Nell’ultima edizione di quest’anno, il francese Sylvain Espinasse, ha corso e completato la Dakar su una Husqvarna, diventando il sesto pilota nella storia a riuscire nell’impresa.

Dakar 2016 Sylain Espinasse è il primo a correre e concldere la Dakar “del nuovo mondo”

Dakar 2016 Sylain Espinasse è il primo a correre e concldere la Dakar “del nuovo mondo”

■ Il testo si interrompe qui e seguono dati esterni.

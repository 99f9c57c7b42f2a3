#![deny(missing_docs)]

//! # annogen-openapi
//!
//! Converts registered controller/action/parameter/response-handler metadata
//! into an OpenAPI 3.0 document.
//!
//! Registration populates an explicit [`MetadataStorage`] (and optionally an
//! [`OverrideStorage`] for free-form operation fragments); [`generate_spec`]
//! assembles the final document. All operations are pure, synchronous and
//! executed at startup time.

/// Shared error types.
pub mod error;

/// Route facts and their constructors.
pub mod metadata;

/// Fact storage.
pub mod storage;

/// Generation options.
pub mod options;

/// Deep structural merge.
pub mod merge;

/// Route template tokenization.
pub mod paths;

/// Route parsing and response defaults.
pub mod routes;

/// Operation override fragments.
pub mod overrides;

/// Spec assembly.
pub mod spec_generator;

/// Schema deduplication.
pub mod dedup;

pub use dedup::optimize_schemas;
pub use error::{SpecError, SpecResult};
pub use merge::{deep_merge, deep_merge_all, merged};
pub use metadata::{
    ActionFact, ControllerFact, ControllerKind, DeclaredType, HttpVerb, ParamFact, ParamKind,
    ParamOptions, ResponseHandlerFact, ResponseHandlerKind,
};
pub use options::{SpecDefaults, SpecOptions};
pub use overrides::{
    apply_operation_overrides, OperationFragment, OperationTransform, OverrideFact,
    OverrideStorage, ResponseSchemaOptions,
};
pub use paths::{express_to_openapi_path, parse_path_params, parse_path_tokens, PathParamToken,
    PathToken};
pub use routes::{get_content_type, get_responses, get_status_code, parse_routes, Route};
pub use spec_generator::{
    generate_spec, get_full_express_path, get_full_path, get_header_params, get_operation,
    get_operation_id, get_param_schema, get_path_params, get_paths, get_query_params,
    get_request_body, get_spec, get_summary, get_tags, is_required, spec_to_yaml, REF_PREFIX,
};
pub use storage::MetadataStorage;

Sulla sua moto, dotata di un intelligentissimo serbatoio per l’olio miscela realizzato all’interno del forcellone, ha dovuto sostituire 5 pistoni per giungere all’arrivo e ha dovuto superare una difficoltà sconosciuta ai concorrenti delle vecchie Dakar: il superamento dei passi a più di 4.000 metri lo hanno costretto, talvolta, a non riuscire a raggiungere velocità superiori ai 40 Km/h, causate dalla carburazione pesantemente ingrassata.

Ma al termine della sua impresa, Sylvain ha raccontato che le difficoltà più grandi le ha incontrate nel superamento delle dune; questo mi fa pensare che se avesse tentato la vecchia Parigi-Dakar forse non sarebbe entrato nella storia!